▶ DATA EXTRACTS:

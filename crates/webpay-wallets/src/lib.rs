//! # webpay-wallets
//!
//! Apple Pay and Google Pay handshakes for webpay-rs.
//!
//! Two asymmetric protocols behind one `WalletHandshake` trait:
//!
//! 1. **ApplePayHandshake** - single phase
//!    - Capability probe, then a styled button
//!    - Click hands the configuration to your `PaymentGateway`
//!
//! 2. **GooglePayHandshake** - multi phase
//!    - Script load (once), client with live callbacks, readiness probe
//!    - Click opens the payment sheet; shipping changes recalculate the
//!      total while it is open
//!
//! Every setup step runs under the deadlines in `HandshakeSettings` and can
//! be abandoned with `cancel()`.
//!
//! ## Quick Start
//!
//! ```rust,ignore
//! use webpay_wallets::WebPayments;
//! use webpay_core::{ButtonRequest, PaymentResponder, WalletConfiguration};
//!
//! let payments = WebPayments::from_env(WalletConfiguration::from_toml(CONFIG)?)?
//!     .with_google_pay(script_loader, client_factory);
//!
//! let responder = PaymentResponder::new(|outcome| match outcome {
//!     Ok(response) => submit_to_backend(response),
//!     Err(err) => show_error(err.message()),
//! });
//!
//! if let Some(button) = payments
//!     .google_pay_button(&ButtonRequest::default(), responder)
//!     .await?
//!     .into_button()
//! {
//!     mount(button.element());
//!     // on click:
//!     button.click().await?;
//! }
//! ```

pub mod apple;
pub mod callbacks;
pub mod client;
pub mod google;
pub mod payments;
pub mod settings;
pub mod state;

#[cfg(test)]
mod testing;

// Re-exports
pub use apple::{ApplePayButton, ApplePayCapability, ApplePayHandshake, PaymentGateway};
pub use callbacks::{
    AcknowledgingAuthorizer, PaymentAuthorizedHandler, PaymentDataCallbacks,
    PaymentDataChangedHandler, ShippingRecalculation,
};
pub use client::{
    ButtonSizeMode, GoogleButtonOptions, PaymentsClient, PaymentsClientFactory,
    PaymentsClientOptions, ScriptLoader,
};
pub use google::{GooglePayButton, GooglePayHandshake};
pub use payments::WebPayments;
pub use settings::HandshakeSettings;
pub use state::{HandshakeRuns, HandshakeStage, SharedConfiguration, SheetActivity, StageTracker};
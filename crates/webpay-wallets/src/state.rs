//! # Handshake State
//!
//! The configuration shared between the orchestrator and its handshakes, the
//! stage each handshake is in, and the guard every suspension point runs under.

use std::future::Future;
use std::sync::{Arc, Mutex, PoisonError, RwLock};
use std::time::Duration;
use tokio_util::sync::CancellationToken;
use webpay_core::{PaymentError, PaymentResult, WalletConfiguration};

/// Configuration owned by `WebPayments` and read by handshakes.
///
/// Handshakes take a snapshot per button creation or per click and never
/// hold the lock across an await.
#[derive(Debug, Clone, Default)]
pub struct SharedConfiguration {
    inner: Arc<RwLock<WalletConfiguration>>,
}

impl SharedConfiguration {
    pub fn new(configuration: WalletConfiguration) -> Self {
        Self {
            inner: Arc::new(RwLock::new(configuration)),
        }
    }

    /// Copy of the current configuration
    pub fn snapshot(&self) -> WalletConfiguration {
        self.inner
            .read()
            .unwrap_or_else(PoisonError::into_inner)
            .clone()
    }

    /// Read without copying
    pub fn read<T>(&self, f: impl FnOnce(&WalletConfiguration) -> T) -> T {
        let guard = self.inner.read().unwrap_or_else(PoisonError::into_inner);
        f(&guard)
    }

    /// Apply a setter
    pub fn update(&self, f: impl FnOnce(&mut WalletConfiguration)) {
        let mut guard = self.inner.write().unwrap_or_else(PoisonError::into_inner);
        f(&mut guard);
    }
}

/// What an open payment sheet is doing
#[derive(Debug, Clone, Copy, PartialEq, Eq)]
pub enum SheetActivity {
    Waiting,
    Authorizing,
    RecalculatingShipping,
}

/// Stage of a handshake.
///
/// Apple Pay: `Idle → Probing → Ready | Unavailable`, then `Dispatched` once
/// the gateway owns the attempt.
/// Google Pay: `Idle → ScriptLoading → ClientConfigured → Probing →
/// Ready | Unavailable`, then `SheetOpen → Resolved | Failed`.
#[derive(Debug, Clone, Copy, PartialEq, Eq)]
pub enum HandshakeStage {
    Idle,
    ScriptLoading,
    ClientConfigured,
    Probing,
    Ready,
    Unavailable,
    Dispatched,
    SheetOpen(SheetActivity),
    Resolved,
    Failed,
}

impl HandshakeStage {
    /// Check if the response has been delivered
    pub fn is_terminal(&self) -> bool {
        matches!(self, HandshakeStage::Resolved | HandshakeStage::Failed)
    }
}

/// Shared, observable stage of one handshake
#[derive(Debug, Clone)]
pub struct StageTracker {
    stage: Arc<Mutex<HandshakeStage>>,
}

impl Default for StageTracker {
    fn default() -> Self {
        Self {
            stage: Arc::new(Mutex::new(HandshakeStage::Idle)),
        }
    }
}

impl StageTracker {
    pub fn new() -> Self {
        Self::default()
    }

    pub fn get(&self) -> HandshakeStage {
        *self.stage.lock().unwrap_or_else(PoisonError::into_inner)
    }

    pub fn set(&self, stage: HandshakeStage) {
        *self.stage.lock().unwrap_or_else(PoisonError::into_inner) = stage;
    }

    /// Move `Ready → next` for a click.
    ///
    /// Fails with `AttemptSettled` after a terminal stage and with
    /// `AttemptInProgress` while an attempt is already running.
    pub fn begin_attempt(&self, next: HandshakeStage) -> PaymentResult<()> {
        let mut stage = self.stage.lock().unwrap_or_else(PoisonError::into_inner);
        match *stage {
            HandshakeStage::Ready => {
                *stage = next;
                Ok(())
            }
            current if current.is_terminal() => Err(PaymentError::AttemptSettled),
            HandshakeStage::Dispatched | HandshakeStage::SheetOpen(_) => {
                Err(PaymentError::AttemptInProgress)
            }
            current => Err(PaymentError::InvalidRequest(format!(
                "Button is not ready (stage {:?})",
                current
            ))),
        }
    }

    /// Switch the open sheet's activity; returns false once the attempt is over
    pub fn sheet_activity(&self, activity: SheetActivity) -> bool {
        let mut stage = self.stage.lock().unwrap_or_else(PoisonError::into_inner);
        match *stage {
            HandshakeStage::SheetOpen(_) => {
                *stage = HandshakeStage::SheetOpen(activity);
                true
            }
            _ => false,
        }
    }
}

/// Runs of one handshake.
///
/// Each `create_button` starts a run with its own `StageTracker`, so buttons
/// rendered earlier keep their stage. `cancel` fires the token every live run
/// holds and re-arms a fresh one for the runs that follow.
#[derive(Debug, Default)]
pub struct HandshakeRuns {
    latest: Mutex<StageTracker>,
    cancel: Mutex<CancellationToken>,
}

impl HandshakeRuns {
    pub fn new() -> Self {
        Self::default()
    }

    /// Start a run: a fresh stage plus the current cancellation token
    pub fn start(&self) -> (StageTracker, CancellationToken) {
        let stage = StageTracker::new();
        *self.latest.lock().unwrap_or_else(PoisonError::into_inner) = stage.clone();
        let cancel = self
            .cancel
            .lock()
            .unwrap_or_else(PoisonError::into_inner)
            .clone();
        (stage, cancel)
    }

    /// Stage of the most recent run
    pub fn stage(&self) -> HandshakeStage {
        self.latest
            .lock()
            .unwrap_or_else(PoisonError::into_inner)
            .get()
    }

    /// Abandon every live run
    pub fn cancel(&self) {
        let fired = std::mem::take(&mut *self.cancel.lock().unwrap_or_else(PoisonError::into_inner));
        fired.cancel();
    }
}

fn saturating_millis(duration: Duration) -> u64 {
    u64::try_from(duration.as_millis()).unwrap_or(u64::MAX)
}

/// Run one suspension point under an optional deadline and a cancellation token
pub(crate) async fn run_stage<F>(
    stage: &str,
    deadline: Option<Duration>,
    cancel: &CancellationToken,
    future: F,
) -> PaymentResult<F::Output>
where
    F: Future,
{
    let guarded = async {
        match deadline {
            Some(deadline) => tokio::time::timeout(deadline, future).await.map_err(|_| {
                PaymentError::TimedOut {
                    stage: stage.to_string(),
                    after_ms: saturating_millis(deadline),
                }
            }),
            None => Ok(future.await),
        }
    };

    tokio::select! {
        biased;
        _ = cancel.cancelled() => Err(PaymentError::Cancelled { stage: stage.to_string() }),
        output = guarded => output,
    }
}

▶ PROMPT: Write out the records above exactly, from the opening line to the line with "while it is open", including both, with nothing added.

▶ TASK RESULT:
filename crates/webpay-wallets/src/lib.rs
//! # webpay-wallets
//!
//! Apple Pay and Google Pay handshakes for webpay-rs.
//!
//! Two asymmetric protocols behind one `WalletHandshake` trait:
//!
//! 1. **ApplePayHandshake** - single phase
//!    - Capability probe, then a styled button
//!    - Click hands the configuration to your `PaymentGateway`
//!
//! 2. **GooglePayHandshake** - multi phase
//!    - Script load (once), client with live callbacks, readiness probe
//!    - Click opens the payment sheet; shipping changes recalculate the
//!      total while it is open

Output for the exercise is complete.